START INPUT DATA
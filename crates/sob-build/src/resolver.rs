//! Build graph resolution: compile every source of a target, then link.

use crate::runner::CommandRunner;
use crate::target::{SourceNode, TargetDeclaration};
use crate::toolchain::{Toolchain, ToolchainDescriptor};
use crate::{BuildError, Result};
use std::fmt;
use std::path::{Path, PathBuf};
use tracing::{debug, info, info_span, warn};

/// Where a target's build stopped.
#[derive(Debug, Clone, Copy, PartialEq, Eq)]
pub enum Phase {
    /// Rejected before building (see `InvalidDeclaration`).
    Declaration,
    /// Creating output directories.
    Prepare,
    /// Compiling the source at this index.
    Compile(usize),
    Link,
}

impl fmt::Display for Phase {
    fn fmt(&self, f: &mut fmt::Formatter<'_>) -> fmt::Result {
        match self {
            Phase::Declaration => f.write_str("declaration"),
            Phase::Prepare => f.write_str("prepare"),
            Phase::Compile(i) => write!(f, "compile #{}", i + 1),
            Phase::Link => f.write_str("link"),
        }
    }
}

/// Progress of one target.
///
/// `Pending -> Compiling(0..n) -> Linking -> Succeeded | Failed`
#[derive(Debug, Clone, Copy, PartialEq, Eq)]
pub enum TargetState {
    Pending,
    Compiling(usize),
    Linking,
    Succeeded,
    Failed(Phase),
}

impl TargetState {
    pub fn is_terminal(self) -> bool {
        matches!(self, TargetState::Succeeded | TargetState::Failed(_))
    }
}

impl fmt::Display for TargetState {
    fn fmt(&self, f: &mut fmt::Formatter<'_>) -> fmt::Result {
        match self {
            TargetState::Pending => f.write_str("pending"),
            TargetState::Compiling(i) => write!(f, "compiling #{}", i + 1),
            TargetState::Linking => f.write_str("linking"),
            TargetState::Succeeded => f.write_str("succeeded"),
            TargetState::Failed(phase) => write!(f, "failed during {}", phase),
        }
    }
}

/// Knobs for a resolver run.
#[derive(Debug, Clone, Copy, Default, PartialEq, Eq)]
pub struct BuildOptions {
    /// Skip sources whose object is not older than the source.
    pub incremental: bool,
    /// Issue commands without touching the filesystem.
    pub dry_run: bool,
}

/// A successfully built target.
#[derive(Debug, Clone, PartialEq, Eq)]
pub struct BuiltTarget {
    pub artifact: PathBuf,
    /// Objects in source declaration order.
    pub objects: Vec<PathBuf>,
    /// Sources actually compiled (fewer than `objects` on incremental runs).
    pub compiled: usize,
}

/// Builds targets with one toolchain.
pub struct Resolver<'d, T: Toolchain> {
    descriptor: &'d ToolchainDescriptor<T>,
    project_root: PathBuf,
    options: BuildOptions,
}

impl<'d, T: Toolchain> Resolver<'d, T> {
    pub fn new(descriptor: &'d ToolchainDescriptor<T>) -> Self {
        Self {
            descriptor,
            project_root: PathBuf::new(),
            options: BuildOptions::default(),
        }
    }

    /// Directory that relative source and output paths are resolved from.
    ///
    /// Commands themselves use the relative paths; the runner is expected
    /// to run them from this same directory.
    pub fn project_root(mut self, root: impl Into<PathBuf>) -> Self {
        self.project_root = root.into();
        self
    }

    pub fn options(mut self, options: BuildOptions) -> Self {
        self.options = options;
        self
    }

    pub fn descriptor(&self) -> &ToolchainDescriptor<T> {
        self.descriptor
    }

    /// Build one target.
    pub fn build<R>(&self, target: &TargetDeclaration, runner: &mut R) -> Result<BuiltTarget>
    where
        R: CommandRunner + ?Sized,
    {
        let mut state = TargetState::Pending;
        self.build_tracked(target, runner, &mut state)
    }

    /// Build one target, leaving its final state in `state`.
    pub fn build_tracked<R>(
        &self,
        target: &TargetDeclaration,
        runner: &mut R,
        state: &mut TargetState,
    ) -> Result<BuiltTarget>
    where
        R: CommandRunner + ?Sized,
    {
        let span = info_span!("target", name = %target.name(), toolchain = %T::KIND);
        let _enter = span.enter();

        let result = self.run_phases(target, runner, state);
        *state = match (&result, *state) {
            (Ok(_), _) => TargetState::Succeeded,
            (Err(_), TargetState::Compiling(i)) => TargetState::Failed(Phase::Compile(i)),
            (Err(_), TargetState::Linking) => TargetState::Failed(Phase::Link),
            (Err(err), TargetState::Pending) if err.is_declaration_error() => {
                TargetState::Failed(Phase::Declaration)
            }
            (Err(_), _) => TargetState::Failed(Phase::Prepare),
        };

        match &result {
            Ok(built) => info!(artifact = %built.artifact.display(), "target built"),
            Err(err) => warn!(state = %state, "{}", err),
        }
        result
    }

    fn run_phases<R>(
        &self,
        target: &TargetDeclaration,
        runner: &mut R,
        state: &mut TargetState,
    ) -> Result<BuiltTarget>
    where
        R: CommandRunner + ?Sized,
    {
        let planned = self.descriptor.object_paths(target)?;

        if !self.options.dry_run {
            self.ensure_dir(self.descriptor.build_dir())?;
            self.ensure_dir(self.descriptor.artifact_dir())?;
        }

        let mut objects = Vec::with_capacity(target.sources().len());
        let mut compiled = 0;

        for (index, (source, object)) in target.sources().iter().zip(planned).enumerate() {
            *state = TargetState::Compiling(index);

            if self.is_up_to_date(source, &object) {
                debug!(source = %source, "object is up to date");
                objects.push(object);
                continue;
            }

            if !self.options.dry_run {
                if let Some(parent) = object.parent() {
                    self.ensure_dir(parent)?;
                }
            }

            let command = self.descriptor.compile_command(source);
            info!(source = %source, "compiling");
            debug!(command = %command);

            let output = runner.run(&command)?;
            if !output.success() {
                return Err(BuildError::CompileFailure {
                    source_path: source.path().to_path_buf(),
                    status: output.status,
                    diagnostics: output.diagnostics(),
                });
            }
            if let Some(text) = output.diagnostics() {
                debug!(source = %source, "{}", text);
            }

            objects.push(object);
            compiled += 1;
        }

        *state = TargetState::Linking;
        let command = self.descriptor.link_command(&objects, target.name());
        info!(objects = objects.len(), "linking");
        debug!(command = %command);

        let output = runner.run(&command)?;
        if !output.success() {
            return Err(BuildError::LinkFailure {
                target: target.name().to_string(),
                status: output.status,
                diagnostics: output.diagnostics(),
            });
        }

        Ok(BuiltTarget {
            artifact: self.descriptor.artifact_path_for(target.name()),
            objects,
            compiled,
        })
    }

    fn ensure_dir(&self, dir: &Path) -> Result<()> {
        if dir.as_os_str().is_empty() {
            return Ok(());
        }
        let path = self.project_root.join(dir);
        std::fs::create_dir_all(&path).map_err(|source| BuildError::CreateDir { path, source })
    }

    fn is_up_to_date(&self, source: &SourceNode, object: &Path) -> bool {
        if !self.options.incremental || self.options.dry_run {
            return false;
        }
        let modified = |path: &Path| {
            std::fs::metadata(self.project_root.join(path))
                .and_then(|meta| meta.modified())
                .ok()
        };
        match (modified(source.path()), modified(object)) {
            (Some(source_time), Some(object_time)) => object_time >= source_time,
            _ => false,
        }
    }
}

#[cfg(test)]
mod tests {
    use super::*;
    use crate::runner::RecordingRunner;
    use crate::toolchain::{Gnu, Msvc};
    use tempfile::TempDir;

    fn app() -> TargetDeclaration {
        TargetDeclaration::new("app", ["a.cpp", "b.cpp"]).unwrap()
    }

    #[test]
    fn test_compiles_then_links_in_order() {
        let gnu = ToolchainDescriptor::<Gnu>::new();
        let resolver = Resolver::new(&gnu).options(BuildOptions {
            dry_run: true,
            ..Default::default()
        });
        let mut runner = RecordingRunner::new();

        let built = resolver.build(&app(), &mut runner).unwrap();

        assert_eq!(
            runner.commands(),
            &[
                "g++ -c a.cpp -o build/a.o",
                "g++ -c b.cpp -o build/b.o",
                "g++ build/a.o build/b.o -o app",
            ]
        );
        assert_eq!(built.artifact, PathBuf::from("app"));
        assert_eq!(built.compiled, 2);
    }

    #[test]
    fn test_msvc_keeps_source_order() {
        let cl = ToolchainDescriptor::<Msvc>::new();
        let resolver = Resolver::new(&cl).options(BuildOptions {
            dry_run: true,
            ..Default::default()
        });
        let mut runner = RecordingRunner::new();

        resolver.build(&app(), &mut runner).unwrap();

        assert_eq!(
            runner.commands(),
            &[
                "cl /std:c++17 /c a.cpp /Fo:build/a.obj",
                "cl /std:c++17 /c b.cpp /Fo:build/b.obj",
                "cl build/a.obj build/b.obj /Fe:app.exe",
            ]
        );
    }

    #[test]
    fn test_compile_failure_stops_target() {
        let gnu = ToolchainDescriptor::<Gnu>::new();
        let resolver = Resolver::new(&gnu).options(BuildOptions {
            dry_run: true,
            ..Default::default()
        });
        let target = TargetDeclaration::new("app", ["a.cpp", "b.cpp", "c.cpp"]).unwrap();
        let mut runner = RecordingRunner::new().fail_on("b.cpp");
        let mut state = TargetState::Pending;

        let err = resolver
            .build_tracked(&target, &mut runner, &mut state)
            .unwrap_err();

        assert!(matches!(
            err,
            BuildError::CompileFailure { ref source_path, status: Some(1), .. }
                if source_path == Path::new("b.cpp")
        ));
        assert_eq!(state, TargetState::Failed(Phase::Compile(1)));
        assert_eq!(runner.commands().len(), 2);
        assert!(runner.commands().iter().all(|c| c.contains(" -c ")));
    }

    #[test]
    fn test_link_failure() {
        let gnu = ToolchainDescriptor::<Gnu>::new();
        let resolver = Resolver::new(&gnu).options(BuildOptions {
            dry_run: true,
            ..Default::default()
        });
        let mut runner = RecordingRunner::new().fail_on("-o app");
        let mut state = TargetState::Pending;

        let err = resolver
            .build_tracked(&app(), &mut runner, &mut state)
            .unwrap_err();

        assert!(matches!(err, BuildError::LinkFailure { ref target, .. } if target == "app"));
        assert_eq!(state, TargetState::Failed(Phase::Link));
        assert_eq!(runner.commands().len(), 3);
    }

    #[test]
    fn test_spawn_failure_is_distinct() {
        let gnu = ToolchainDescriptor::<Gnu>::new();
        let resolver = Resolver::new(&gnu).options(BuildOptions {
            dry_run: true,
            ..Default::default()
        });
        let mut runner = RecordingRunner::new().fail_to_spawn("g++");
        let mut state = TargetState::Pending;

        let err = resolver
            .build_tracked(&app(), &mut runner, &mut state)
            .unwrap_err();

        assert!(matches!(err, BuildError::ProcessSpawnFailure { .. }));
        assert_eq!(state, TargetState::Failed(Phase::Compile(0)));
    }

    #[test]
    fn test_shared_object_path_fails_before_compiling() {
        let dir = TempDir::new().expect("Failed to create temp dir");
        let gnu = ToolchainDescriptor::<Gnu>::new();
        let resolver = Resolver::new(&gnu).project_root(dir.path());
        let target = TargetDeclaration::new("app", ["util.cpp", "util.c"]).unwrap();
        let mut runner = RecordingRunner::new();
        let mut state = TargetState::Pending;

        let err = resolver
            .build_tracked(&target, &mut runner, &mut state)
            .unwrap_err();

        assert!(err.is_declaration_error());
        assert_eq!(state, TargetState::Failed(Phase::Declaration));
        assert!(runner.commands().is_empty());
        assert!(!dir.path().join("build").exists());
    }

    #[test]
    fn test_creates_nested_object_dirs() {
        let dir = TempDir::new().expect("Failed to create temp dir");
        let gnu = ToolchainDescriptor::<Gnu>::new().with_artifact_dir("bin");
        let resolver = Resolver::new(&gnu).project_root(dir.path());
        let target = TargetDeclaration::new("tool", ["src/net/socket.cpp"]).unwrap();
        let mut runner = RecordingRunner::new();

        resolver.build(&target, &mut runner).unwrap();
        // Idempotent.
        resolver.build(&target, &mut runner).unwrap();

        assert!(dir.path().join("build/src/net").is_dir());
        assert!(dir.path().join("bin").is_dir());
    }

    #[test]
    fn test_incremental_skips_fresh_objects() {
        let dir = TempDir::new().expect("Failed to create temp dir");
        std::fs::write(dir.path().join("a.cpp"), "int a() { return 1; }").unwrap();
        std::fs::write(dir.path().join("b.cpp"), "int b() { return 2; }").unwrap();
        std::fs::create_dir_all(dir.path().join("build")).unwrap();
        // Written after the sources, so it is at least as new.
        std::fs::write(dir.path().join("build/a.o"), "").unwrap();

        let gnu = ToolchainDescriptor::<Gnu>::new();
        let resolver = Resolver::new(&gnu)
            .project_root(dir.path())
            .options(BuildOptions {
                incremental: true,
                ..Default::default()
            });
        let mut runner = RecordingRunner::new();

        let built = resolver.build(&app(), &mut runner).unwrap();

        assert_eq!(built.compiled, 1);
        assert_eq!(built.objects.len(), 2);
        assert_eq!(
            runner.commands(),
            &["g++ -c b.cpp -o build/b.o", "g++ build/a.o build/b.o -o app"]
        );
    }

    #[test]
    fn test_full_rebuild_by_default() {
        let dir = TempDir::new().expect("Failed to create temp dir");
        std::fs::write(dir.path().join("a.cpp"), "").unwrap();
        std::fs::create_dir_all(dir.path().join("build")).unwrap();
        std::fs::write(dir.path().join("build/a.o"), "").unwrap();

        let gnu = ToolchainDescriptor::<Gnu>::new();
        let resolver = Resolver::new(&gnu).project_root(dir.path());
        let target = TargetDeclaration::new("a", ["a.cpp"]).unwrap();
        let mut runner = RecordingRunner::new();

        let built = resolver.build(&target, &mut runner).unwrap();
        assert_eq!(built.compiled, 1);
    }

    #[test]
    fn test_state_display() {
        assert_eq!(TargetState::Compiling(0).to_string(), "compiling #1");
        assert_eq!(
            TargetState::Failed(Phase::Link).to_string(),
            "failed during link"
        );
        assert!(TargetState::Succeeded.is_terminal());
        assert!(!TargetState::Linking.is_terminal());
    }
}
END INPUT DATA
--- WHAT IS NEEDED ---
Copy out the range of lines above starting at the line with "#[derive(Debug, Clone, Copy, Default, PartialEq, Eq)]" and ending at the line with "pub struct BuiltTarget", exactly and including both.

--- OUTPUT FOR THIS TASK ---
#[derive(Debug, Clone, Copy, Default, PartialEq, Eq)]
pub struct BuildOptions {
    /// Skip sources whose object is not older than the source.
    pub incremental: bool,
    /// Issue commands without touching the filesystem.
    pub dry_run: bool,
}

/// A successfully built target.
#[derive(Debug, Clone, PartialEq, Eq)]
pub struct BuiltTarget {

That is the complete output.